## [TRY IT]
From the entries that follow, copy every line with the word "info".

## [Saved data entries]
********************

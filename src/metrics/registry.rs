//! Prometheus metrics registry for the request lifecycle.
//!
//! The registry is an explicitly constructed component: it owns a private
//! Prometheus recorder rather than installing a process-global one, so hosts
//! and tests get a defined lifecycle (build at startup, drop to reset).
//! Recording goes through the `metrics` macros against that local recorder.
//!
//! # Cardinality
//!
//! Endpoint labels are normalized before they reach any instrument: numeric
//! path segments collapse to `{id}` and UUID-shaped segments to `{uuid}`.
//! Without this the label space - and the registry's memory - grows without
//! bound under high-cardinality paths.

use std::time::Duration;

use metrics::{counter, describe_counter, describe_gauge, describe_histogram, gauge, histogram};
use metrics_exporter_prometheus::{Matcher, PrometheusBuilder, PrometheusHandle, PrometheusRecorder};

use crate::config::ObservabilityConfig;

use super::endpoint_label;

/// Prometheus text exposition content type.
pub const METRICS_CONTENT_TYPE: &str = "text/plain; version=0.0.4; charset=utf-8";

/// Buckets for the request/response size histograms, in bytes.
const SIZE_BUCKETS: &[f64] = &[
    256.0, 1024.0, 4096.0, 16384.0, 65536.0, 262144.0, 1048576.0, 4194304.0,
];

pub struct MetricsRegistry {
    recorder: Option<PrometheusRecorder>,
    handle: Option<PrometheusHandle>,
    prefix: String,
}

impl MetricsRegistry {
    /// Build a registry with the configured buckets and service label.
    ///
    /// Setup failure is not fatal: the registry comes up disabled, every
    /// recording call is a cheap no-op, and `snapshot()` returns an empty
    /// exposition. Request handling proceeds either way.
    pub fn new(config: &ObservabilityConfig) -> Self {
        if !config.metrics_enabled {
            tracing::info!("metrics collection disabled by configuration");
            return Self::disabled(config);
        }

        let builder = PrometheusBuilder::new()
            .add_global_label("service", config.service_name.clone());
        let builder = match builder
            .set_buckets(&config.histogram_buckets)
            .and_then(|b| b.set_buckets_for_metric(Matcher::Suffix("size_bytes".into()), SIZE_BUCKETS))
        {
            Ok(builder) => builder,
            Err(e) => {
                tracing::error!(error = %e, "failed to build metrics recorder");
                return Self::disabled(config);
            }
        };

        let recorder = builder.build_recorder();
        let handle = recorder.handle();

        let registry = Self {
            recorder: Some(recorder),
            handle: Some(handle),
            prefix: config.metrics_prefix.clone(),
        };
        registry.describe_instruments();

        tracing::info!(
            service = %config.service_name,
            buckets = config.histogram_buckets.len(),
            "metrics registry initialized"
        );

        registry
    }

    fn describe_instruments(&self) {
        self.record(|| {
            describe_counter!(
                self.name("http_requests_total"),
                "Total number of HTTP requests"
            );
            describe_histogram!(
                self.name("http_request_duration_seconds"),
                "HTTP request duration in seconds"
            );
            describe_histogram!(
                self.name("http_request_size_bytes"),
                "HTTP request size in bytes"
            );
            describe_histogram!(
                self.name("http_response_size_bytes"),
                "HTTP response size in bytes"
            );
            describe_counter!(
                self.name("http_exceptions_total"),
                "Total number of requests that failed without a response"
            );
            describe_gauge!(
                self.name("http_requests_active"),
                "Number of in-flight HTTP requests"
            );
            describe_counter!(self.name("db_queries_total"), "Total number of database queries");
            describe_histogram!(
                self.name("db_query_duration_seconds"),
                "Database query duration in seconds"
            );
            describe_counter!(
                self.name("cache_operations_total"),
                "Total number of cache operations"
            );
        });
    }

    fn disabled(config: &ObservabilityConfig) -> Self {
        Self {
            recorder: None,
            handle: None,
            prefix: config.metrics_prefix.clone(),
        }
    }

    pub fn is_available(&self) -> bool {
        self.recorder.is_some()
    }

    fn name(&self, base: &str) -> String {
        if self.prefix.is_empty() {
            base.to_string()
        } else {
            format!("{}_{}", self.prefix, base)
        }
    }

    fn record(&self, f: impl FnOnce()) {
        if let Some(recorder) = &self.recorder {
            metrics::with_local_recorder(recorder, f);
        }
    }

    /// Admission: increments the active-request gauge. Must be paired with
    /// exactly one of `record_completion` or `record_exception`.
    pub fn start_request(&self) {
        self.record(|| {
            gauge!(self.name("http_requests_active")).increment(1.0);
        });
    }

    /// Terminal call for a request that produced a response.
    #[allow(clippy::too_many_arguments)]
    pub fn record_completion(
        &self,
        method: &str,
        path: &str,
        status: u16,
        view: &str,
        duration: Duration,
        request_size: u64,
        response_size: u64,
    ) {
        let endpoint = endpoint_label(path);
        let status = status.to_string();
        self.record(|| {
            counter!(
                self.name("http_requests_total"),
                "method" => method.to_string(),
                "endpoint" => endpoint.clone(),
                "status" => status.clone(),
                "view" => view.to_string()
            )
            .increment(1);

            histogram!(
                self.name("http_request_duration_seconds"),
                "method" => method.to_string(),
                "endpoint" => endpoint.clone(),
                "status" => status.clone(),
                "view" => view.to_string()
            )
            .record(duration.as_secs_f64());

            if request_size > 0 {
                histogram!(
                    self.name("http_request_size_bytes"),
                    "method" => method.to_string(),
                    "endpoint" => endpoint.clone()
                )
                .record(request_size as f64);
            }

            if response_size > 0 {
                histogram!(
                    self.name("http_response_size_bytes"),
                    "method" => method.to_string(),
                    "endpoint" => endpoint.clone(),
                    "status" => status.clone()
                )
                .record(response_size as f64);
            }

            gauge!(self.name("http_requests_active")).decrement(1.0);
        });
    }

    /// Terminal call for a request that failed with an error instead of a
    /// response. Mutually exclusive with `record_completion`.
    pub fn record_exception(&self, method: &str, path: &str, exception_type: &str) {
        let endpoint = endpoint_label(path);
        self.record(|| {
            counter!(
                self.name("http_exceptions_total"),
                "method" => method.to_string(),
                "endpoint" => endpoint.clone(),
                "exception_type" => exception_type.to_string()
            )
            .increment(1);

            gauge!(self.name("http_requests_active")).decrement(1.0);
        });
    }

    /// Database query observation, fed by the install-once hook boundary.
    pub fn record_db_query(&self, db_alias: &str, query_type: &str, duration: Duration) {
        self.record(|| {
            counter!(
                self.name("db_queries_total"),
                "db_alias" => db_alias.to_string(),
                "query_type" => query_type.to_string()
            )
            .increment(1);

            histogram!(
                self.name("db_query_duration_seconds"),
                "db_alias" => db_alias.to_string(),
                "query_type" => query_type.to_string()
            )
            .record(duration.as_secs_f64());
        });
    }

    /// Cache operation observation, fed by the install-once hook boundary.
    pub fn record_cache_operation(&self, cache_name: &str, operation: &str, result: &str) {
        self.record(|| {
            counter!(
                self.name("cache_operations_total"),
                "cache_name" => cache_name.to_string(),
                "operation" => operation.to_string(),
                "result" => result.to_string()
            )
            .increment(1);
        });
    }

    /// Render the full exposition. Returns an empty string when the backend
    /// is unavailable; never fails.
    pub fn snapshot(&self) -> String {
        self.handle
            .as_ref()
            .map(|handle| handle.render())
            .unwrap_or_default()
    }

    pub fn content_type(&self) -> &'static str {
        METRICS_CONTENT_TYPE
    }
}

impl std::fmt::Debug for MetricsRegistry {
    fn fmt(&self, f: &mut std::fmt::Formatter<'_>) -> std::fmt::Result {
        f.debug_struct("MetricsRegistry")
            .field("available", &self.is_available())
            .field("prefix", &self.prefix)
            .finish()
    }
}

********************

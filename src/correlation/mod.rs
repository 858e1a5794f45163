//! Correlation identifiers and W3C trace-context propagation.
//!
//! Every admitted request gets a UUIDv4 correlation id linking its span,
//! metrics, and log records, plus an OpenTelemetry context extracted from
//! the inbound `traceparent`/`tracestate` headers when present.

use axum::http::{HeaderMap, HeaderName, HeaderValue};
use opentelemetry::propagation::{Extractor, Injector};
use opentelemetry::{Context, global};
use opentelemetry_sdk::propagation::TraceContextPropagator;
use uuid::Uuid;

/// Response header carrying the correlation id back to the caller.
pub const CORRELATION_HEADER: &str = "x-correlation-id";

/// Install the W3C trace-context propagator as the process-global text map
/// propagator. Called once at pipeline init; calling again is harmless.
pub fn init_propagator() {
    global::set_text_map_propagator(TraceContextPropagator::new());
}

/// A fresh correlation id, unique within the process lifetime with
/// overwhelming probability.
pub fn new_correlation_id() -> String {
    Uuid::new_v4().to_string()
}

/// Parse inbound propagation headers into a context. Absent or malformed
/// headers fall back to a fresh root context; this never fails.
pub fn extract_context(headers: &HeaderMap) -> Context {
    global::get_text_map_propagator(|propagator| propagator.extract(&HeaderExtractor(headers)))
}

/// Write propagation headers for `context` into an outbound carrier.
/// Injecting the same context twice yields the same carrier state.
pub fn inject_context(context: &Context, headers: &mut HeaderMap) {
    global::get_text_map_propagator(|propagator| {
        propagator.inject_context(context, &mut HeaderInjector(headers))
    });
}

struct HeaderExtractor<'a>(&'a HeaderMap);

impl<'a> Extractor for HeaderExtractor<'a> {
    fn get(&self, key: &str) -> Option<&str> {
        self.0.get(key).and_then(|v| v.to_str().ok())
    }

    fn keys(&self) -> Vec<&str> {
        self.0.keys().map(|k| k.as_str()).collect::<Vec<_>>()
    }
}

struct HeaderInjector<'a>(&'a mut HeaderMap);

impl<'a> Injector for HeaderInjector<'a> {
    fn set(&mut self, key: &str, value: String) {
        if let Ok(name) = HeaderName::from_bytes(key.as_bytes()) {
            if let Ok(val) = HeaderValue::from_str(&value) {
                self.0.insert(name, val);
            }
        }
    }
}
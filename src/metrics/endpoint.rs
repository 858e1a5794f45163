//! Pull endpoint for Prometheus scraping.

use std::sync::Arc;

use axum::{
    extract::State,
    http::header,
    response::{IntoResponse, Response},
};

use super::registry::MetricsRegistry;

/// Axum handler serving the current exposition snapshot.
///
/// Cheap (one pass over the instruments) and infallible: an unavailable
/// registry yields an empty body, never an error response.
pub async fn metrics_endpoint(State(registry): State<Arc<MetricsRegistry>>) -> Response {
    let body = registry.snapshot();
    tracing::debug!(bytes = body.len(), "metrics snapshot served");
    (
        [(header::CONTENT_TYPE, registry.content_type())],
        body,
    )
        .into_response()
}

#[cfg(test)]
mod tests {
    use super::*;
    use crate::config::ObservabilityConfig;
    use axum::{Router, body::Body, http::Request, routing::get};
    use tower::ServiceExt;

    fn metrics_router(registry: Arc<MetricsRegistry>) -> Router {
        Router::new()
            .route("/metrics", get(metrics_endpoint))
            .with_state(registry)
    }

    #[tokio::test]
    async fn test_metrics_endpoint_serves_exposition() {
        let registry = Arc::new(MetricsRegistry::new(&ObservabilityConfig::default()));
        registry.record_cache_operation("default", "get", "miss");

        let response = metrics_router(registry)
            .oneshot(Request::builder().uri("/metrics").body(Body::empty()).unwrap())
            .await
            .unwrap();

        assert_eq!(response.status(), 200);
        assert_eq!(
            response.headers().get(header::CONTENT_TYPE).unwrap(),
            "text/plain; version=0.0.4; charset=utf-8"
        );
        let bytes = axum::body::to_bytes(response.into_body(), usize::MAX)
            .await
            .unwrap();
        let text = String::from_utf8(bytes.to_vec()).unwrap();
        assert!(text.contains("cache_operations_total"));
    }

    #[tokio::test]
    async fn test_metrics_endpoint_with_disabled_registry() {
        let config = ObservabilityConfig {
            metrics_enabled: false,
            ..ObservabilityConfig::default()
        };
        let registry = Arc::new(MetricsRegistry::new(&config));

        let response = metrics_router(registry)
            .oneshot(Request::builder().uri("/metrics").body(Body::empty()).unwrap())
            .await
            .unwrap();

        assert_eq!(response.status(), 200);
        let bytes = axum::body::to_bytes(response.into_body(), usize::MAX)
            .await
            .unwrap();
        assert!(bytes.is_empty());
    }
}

********************

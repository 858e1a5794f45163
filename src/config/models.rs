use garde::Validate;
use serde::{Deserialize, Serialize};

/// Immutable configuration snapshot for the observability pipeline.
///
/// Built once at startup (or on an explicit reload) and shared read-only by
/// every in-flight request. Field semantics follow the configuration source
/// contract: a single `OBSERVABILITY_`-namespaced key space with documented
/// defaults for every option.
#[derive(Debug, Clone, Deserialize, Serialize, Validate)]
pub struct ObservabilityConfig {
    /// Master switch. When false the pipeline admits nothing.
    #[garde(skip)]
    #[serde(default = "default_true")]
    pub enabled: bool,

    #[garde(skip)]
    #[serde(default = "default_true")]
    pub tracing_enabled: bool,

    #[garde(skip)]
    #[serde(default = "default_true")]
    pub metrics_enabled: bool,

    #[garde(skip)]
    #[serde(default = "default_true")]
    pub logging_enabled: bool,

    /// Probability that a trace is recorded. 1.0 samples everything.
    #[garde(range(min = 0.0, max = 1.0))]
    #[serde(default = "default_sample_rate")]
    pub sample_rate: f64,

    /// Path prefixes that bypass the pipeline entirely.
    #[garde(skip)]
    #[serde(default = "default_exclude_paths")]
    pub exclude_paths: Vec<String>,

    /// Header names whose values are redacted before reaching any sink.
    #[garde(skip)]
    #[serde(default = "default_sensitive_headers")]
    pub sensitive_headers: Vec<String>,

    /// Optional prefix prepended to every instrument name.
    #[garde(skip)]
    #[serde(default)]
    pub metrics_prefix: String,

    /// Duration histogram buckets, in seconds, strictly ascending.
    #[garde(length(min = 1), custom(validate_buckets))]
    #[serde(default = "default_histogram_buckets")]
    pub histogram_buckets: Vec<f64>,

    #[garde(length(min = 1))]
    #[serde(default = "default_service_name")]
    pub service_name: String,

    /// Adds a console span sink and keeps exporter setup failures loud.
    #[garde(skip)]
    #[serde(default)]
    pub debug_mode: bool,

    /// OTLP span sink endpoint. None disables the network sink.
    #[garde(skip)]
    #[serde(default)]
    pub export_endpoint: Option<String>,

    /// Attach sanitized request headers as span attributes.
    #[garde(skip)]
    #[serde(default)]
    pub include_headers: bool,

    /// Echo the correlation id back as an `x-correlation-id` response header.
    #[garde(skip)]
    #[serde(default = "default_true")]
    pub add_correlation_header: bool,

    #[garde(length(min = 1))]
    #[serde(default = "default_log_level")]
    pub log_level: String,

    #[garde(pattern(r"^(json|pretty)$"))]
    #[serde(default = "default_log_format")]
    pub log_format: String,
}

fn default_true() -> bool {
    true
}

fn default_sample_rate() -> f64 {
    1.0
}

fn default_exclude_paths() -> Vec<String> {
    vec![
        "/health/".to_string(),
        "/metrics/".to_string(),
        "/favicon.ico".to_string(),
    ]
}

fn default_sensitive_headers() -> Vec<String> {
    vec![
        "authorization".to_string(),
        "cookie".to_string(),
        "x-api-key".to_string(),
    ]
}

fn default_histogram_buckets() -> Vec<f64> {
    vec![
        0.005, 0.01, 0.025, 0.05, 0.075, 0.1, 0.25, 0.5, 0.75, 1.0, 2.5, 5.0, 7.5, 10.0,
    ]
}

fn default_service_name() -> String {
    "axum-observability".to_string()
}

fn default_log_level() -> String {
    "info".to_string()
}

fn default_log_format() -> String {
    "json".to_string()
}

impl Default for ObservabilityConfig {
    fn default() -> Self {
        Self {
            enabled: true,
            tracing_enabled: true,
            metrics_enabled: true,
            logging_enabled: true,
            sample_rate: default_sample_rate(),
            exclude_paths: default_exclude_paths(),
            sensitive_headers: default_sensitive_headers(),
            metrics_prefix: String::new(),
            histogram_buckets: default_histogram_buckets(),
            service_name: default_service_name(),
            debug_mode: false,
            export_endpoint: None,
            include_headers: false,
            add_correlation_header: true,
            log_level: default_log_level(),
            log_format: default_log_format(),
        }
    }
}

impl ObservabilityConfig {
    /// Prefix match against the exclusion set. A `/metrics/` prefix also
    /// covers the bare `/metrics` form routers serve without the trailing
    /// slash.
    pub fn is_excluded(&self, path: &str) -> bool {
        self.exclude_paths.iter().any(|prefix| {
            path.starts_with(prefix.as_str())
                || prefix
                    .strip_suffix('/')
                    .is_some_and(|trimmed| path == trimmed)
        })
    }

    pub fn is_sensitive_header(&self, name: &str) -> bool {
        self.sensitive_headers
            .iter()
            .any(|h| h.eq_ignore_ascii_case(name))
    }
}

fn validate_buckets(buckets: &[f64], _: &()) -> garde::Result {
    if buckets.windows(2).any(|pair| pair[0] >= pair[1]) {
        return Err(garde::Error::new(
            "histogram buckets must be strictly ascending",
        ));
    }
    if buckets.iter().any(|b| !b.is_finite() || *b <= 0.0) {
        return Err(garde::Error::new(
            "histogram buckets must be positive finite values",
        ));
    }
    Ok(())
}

********************

## [RESULT BELOW]
            tracing::info!("metrics collection disabled by configuration");
        tracing::info!(
    "info".to_string()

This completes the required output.